How much VRAM do I need for LoRA training?

Question

I’m trying to train a LoRA locally (not full fine-tuning) and I’m confused about how much VRAM I realistically need to avoid constant OOM errors. I’m looking at 7B vs 13B base models, and I’d like to train on 512–1024 token sequences with a small batch size (I can use gradient accumulation if needed). I also want to use mixed precision and maybe 4-bit/8-bit loading, but I’m not sure how much that actually saves during training. For stable LoRA training (not just barely running), what VRAM should I target for 7B and 13B, and what settings impact VRAM the most?

knjidsjrmy · Accepted Answer

Watch out for the “it loads in 4-bit so I’m safe” trap — you’ll still OOM from activations + optimizer states once you crank seq length, batch, and LoRA rank.

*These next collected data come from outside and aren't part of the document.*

//! Message and conversation primitives shared across the context engine.

use chrono::{DateTime, Utc};
use serde::{Deserialize, Serialize};
use uuid::Uuid;

/// Role in a conversation, per the OpenAI-compatible wire protocol.
#[derive(Debug, Clone, Copy, PartialEq, Eq, Serialize, Deserialize)]
#[serde(rename_all = "lowercase")]
pub enum Role {
    System,
    User,
    Assistant,
    Tool,
}

/// Legacy nested function payload, kept alongside `ToolCall::arguments` for
/// wire shapes that still emit the older `function_call`-style duplicate.
#[derive(Debug, Clone, Serialize, Deserialize)]
pub struct FunctionCall {
    pub name: String,
    pub arguments: String,
}

/// A single tool invocation requested by an assistant message.
///
/// `arguments` is raw JSON text rather than a parsed `Value` since callers
/// need to validate it lazily (empty or parseable), which a pre-parsed value
/// would make impossible to represent for the "present but invalid" case.
#[derive(Debug, Clone, Serialize, Deserialize)]
pub struct ToolCall {
    pub id: String,
    pub name: String,
    pub arguments: String,
    #[serde(default, skip_serializing_if = "Option::is_none")]
    pub function: Option<FunctionCall>,
}

impl ToolCall {
    pub fn new(id: impl Into<String>, name: impl Into<String>, arguments: impl Into<String>) -> Self {
        Self {
            id: id.into(),
            name: name.into(),
            arguments: arguments.into(),
            function: None,
        }
    }

    /// Whether `arguments` is empty or valid JSON.
    pub fn has_well_formed_arguments(&self) -> bool {
        self.arguments.trim().is_empty() || serde_json::from_str::<serde_json::Value>(&self.arguments).is_ok()
    }
}

/// A message in a conversation.
///
/// `tool_call_id` is only meaningful on `Role::Tool` messages (the
/// back-reference to the tool call it answers); `tool_calls` is only
/// meaningful on `Role::Assistant` messages.
#[derive(Debug, Clone, Serialize, Deserialize)]
pub struct Message {
    pub id: String,
    pub role: Role,
    pub content: String,
    pub timestamp: DateTime<Utc>,
    pub token_count: Option<u32>,
    #[serde(default, skip_serializing_if = "Vec::is_empty")]
    pub tool_calls: Vec<ToolCall>,
    #[serde(default, skip_serializing_if = "Option::is_none")]
    pub tool_call_id: Option<String>,
}

impl Message {
    fn new(role: Role, content: impl Into<String>) -> Self {
        Self {
            id: Uuid::new_v4().to_string(),
            role,
            content: content.into(),
            timestamp: Utc::now(),
            token_count: None,
            tool_calls: vec![],
            tool_call_id: None,
        }
    }

    pub fn system(content: impl Into<String>) -> Self {
        Self::new(Role::System, content)
    }

    pub fn user(content: impl Into<String>) -> Self {
        Self::new(Role::User, content)
    }

    pub fn assistant(content: impl Into<String>) -> Self {
        Self::new(Role::Assistant, content)
    }

    pub fn assistant_with_tool_calls(content: impl Into<String>, tool_calls: Vec<ToolCall>) -> Self {
        let mut m = Self::new(Role::Assistant, content);
        m.tool_calls = tool_calls;
        m
    }

    pub fn tool_result(tool_call_id: impl Into<String>, content: impl Into<String>) -> Self {
        let mut m = Self::new(Role::Tool, content);
        m.tool_call_id = Some(tool_call_id.into());
        m
    }

    pub fn is_empty_assistant(&self) -> bool {
        self.role == Role::Assistant && self.content.trim().is_empty() && self.tool_calls.is_empty()
    }
}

Been there, same mood lol.

For your situation, I’d target ~12–16GB VRAM for comfy 7B LoRA at 512–1024 tokens (mixed precision, small micro-batch + grad accum). You can sometimes squeak by on ~8–10GB if you keep batch=1, lower rank, use checkpointing, but it’s kinda misery. For 13B, honestly 20–24GB feels “stable” for 1024 tokens; ~16GB can work at 512 tokens with aggressive tricks.

Biggest VRAM knobs: sequence length (huge), micro-batch size, gradient checkpointing (saves a ton), LoRA rank/target modules, and whether you use an 8-bit optimizer. Good luck, cheers

yeznkdnklk · Answer

Been using this for years, no complaints

Astral90 · Answer

Basically, everyone here is spot on about activations being the real bottleneck rather than just the model weights. If you look at the math, a 7B model in 4-bit (QLoRA) only takes about 5GB for weights, but your optimizer states and gradients for even a modest rank LoRA will eat several more GBs. The real VRAM killer is the KV cache and activations at 1024 sequence length. If you go with something like the NVIDIA GeForce RTX 4090 24GB, you get access to Flash Attention 2 and Xformers, which are way more memory efficient for those longer sequences compared to older tech. Comparing brands, while the AMD Radeon RX 7900 XTX 24GB has the raw VRAM for a better price, the software ecosystem for bitsandbytes and PEFT is just much more mature on the NVIDIA side. If you are serious about 13B models, dont settle for less than 24GB. Youll still need gradient checkpointing turned on to keep from hitting OOM, but it makes the process actually usable instead of a constant headache. Tbh, 24GB is the sweet spot for 7B/13B LoRAs right now.